Probably, it's partly because the car doesn't know when you're going to want it again, and keeps the battery from dropping all the way to ambient outdoor temperature. When timing is available, you can let it drop all the way down; cold itself is not harmful, and will not reduce range. Charging and driving when cold is harmful, though, so allow enough time to pre-warm (preferably on "shore power") after a long "cold soak".

Actually, after any length of "cold soak" it should be pre-warmed if possible. Starting out immediately when cold will cause the car to dump huge current into the battery heating system for a while.

@Nick - Excellent post, thank you! I live in the same area and experienced the same issues these past 2 weeks with the temperature drops, losing as much as 14 miles a night (7 PM to 7 AM) when the temperatures reached the low 50s. I was also concerned and wondering about the losses, which definitely distort what Tesla promotes in terms of idle discharge rates, monetary savings and the general range of the car (when taking into account separate short trips over a period of weeks rather than a single long trip). I hope they come out with the next firmware version soon, and that it addresses the sleep mode and any other charge loss issues. I would certainly suggest to enable smart sleep modes, in which they allow most components to go into sleep mode but perhaps the vital ones necessary for a fast start-and-go to remain more "alert" for needs. Also a programmable timer on sleep mode would most probably take care of 90% of the problems, as most of us can easily predict 90% or more of our cars' idle times.

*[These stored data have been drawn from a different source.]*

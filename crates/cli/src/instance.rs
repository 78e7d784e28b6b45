//! Instance files: vertices, adjacency, and arrangement regions as JSON.
//!
//! Coordinates are integers or `"p/q"` strings; everything becomes an exact
//! rational on load. The `regions` list is the output of the external
//! arrangement collaborator, one entry per region with its bounding rays.
//! Extra fields (`description`, `ineqs`, ...) are provenance metadata and
//! are ignored by the loader; see `instances/todd.json` for a full instance
//! carrying its defining inequality system alongside the skeleton.
//!
//! ```json
//! {
//!   "vertices": [[0, 0], [1, 0], [1, 1], [0, 1]],
//!   "edges": [[0, 1], [1, 2], [2, 3], [3, 0]],
//!   "regions": [{ "rays": [[1, 0], [0, 1]] }, ...]
//! }
//! ```

use anyhow::{bail, Context, Result};
use monodiam::api::{rat, ratio, Rat, RatVec, Region, SkeletonGraph};
use serde::Deserialize;
use std::path::Path;

/// A rational literal: a plain integer or a `"p/q"` string.
#[derive(Debug, Deserialize)]
#[serde(untagged)]
enum RatLit {
    Int(i64),
    Frac(String),
}

impl RatLit {
    fn to_rat(&self) -> Result<Rat> {
        match self {
            RatLit::Int(n) => Ok(rat(*n)),
            RatLit::Frac(s) => {
                let (p, q) = s
                    .split_once('/')
                    .with_context(|| format!("rational literal {s:?} is not of the form p/q"))?;
                let p: i64 = p.trim().parse().with_context(|| format!("numerator of {s:?}"))?;
                let q: i64 = q.trim().parse().with_context(|| format!("denominator of {s:?}"))?;
                if q == 0 {
                    bail!("rational literal {s:?} has zero denominator");
                }
                Ok(ratio(p, q))
            }
        }
    }
}

#[derive(Debug, Deserialize)]
struct RegionFile {
    rays: Vec<Vec<RatLit>>,
}

#[derive(Debug, Deserialize)]
struct InstanceFile {
    vertices: Vec<Vec<RatLit>>,
    edges: Vec<(usize, usize)>,
    #[serde(default)]
    regions: Vec<RegionFile>,
}

/// A loaded instance: the skeleton plus the (possibly empty) region list.
pub struct Instance {
    pub graph: SkeletonGraph,
    pub regions: Vec<Region>,
}

fn to_vec(coords: &[RatLit]) -> Result<RatVec> {
    let rats = coords
        .iter()
        .map(RatLit::to_rat)
        .collect::<Result<Vec<_>>>()?;
    Ok(RatVec::from_vec(rats))
}

/// Load an instance from a JSON file.
pub fn load(path: &Path) -> Result<Instance> {
    let text = std::fs::read_to_string(path)
        .with_context(|| format!("reading instance {}", path.display()))?;
    let file: InstanceFile = serde_json::from_str(&text)
        .with_context(|| format!("parsing instance {}", path.display()))?;

    let verts = file
        .vertices
        .iter()
        .map(|c| to_vec(c))
        .collect::<Result<Vec<_>>>()
        .context("parsing vertex coordinates")?;
    let graph = SkeletonGraph::from_vertices_and_edges(verts, &file.edges)
        .context("building skeleton graph")?;

    let regions = file
        .regions
        .iter()
        .map(|r| {
            let rays = r
                .rays
                .iter()
                .map(|c| to_vec(c))
                .collect::<Result<Vec<_>>>()?;
            Ok(Region { rays })
        })
        .collect::<Result<Vec<_>>>()
        .context("parsing regions")?;

    Ok(Instance { graph, regions })
}
//! Error taxonomy for the orientation pipeline.
//!
//! Every variant is unrecoverable for the computation it occurs in: a single
//! invalid orientation invalidates the extremal guarantee, so the driver
//! aborts instead of skipping the offending orientation.

use thiserror::Error;

use crate::graph::VertexId;

#[derive(Debug, Clone, PartialEq, Eq, Error)]
pub enum Error {
    /// The functional ties two vertices it must separate: either two maxima
    /// in the sink scan or a zero difference along an edge. The unique-sink
    /// assumption is violated and the orientation is rejected outright.
    #[error("degenerate functional: vertices {a:?} and {b:?} tie")]
    DegenerateFunctional { a: VertexId, b: VertexId },

    /// The arrangement produced no regions, so there is nothing to orient.
    /// Signals a malformed or degenerate input polytope.
    #[error("arrangement yielded no regions; no orientations to enumerate")]
    EmptyOrientationSet,

    /// A vertex kept its sentinel distance after relaxation converged, so it
    /// has no directed path to the sink. The orientation is not an acyclic
    /// unique-sink orientation.
    #[error("vertex {vertex:?} has no directed path to sink {sink:?}")]
    DisconnectedSink { vertex: VertexId, sink: VertexId },

    /// A region arrived without bounding rays, so it has no interior
    /// representative. A central arrangement never produces one; this means
    /// the region list is malformed.
    #[error("region has no rays; no interior representative exists")]
    EmptyRegion,

    /// A vector's dimension does not match the skeleton's ambient dimension,
    /// or two rays of the same region disagree on their dimension.
    #[error("dimension mismatch: expected {expected}, found {found}")]
    DimensionMismatch { expected: usize, found: usize },

    /// The vertex/adjacency input violates a structural invariant.
    #[error("malformed skeleton graph: {0}")]
    InvalidGraph(String),
}

pub type Result<T> = std::result::Result<T, Error>;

At the Tesla Oslo event last night Elon said Tesla currently expects cars to lose 2-3% battery capacity each night (seems too optimistic based on our experience), and this will drop to 0.2% when they re-enable sleep mode.

At the Oslo event, Elon said sleep would return before shipments to Europe began in July.

@Nick: Very excellent and timely post. I'll be parking my car for 7 1/2 days at Orlando Airport next week and this was exactly the real world data I came looking for today. Thanks.

@nickjhowe
If I read it correctly, your car lost 58 miles in 6.5 days. That means 8.9miles/day => battery would be empty (from full 265 to 0) in 29 days. That is parasitic load of 3.36% per day. More than Elon stated in Oslo (2-3%), but not that much more :-)

However I agree, sleep mode is needed.

@Jolinar - I wonder how long that same drop would continue, and whether it would go down to zero. At some point the car goes into battery save mode. But I don't know when that would happen.

98% of the time I plug my car in at night. On the few occasions I left it unplugged overnight, it lost about 10 miles of range in 30 F temps. I'm in Ohio. I have noticed on really cold days 12 F while parked at work I would get home with 150ish miles of range out of the 230 I had in the morning. That is a 42 mile round trip. 50% highway. So some was warming the battery after i started driving and some was loss while sitting. The android app wasn't released until after our cold snap so I wasn't able to pre warm the car. In the really cold temps my wh/mi were around 550 and in 45 F or greater I use about 300 to 350 wh/mi... depending on how heavy my foot is on the highway :) Usually drive 80. I have found that 45 F seems to be the tipping point for using more energy to warm the battery... at least that is when I notice the wh/mi going up.